§ **Task prompt**:
Only one stretch of the data below is wanted: the lines from the one with "if start.elapsed() >" through the one with "self.trig.set_high();", repeated exactly.
━━━ Extracted information ━━━
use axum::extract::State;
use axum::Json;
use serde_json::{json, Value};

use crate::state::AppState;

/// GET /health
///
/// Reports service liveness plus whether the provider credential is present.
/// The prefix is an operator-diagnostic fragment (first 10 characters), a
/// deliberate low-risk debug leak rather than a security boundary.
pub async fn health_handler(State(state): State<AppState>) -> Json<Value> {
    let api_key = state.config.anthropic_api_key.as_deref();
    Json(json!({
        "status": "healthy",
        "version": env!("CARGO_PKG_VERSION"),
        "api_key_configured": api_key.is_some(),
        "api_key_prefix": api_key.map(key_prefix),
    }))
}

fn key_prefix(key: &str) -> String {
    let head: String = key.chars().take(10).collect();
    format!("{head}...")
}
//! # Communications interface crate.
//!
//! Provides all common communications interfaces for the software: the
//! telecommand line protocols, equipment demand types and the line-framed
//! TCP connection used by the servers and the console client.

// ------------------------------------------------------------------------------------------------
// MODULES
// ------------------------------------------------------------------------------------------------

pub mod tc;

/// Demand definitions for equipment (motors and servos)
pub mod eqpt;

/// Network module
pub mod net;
━━━
━━━ Extracted information ━━━
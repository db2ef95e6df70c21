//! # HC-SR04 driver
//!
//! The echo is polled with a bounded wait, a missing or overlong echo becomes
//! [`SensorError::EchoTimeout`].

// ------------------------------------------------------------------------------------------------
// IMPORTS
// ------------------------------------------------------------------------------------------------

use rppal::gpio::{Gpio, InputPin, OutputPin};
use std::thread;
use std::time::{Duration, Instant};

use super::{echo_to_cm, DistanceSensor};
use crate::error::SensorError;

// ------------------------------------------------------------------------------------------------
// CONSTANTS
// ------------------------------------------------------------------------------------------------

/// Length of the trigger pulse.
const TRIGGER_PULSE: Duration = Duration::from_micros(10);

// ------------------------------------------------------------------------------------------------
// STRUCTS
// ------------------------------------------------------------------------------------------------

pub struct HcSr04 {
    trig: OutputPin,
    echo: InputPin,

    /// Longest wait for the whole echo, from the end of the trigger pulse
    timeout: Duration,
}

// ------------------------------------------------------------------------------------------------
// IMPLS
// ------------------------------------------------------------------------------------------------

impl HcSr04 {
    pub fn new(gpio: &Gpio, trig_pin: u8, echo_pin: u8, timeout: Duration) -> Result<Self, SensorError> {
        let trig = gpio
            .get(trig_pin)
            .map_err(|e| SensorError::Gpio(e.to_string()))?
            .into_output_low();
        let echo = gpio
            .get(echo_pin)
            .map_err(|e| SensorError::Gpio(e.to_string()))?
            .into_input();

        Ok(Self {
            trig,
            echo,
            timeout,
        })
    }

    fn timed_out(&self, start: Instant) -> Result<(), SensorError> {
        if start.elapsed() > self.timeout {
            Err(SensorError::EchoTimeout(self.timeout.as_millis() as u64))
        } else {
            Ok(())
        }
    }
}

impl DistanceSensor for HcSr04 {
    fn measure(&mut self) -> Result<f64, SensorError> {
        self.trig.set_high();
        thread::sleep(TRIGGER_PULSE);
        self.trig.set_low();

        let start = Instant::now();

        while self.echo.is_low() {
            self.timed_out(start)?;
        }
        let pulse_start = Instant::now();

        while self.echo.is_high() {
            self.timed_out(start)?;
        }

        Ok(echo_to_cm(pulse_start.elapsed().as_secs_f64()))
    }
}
━━━
§ **Response area**:
        if start.elapsed() > self.timeout {
            Err(SensorError::EchoTimeout(self.timeout.as_millis() as u64))
        } else {
            Ok(())
        }
    }
}

impl DistanceSensor for HcSr04 {
    fn measure(&mut self) -> Result<f64, SensorError> {
        self.trig.set_high();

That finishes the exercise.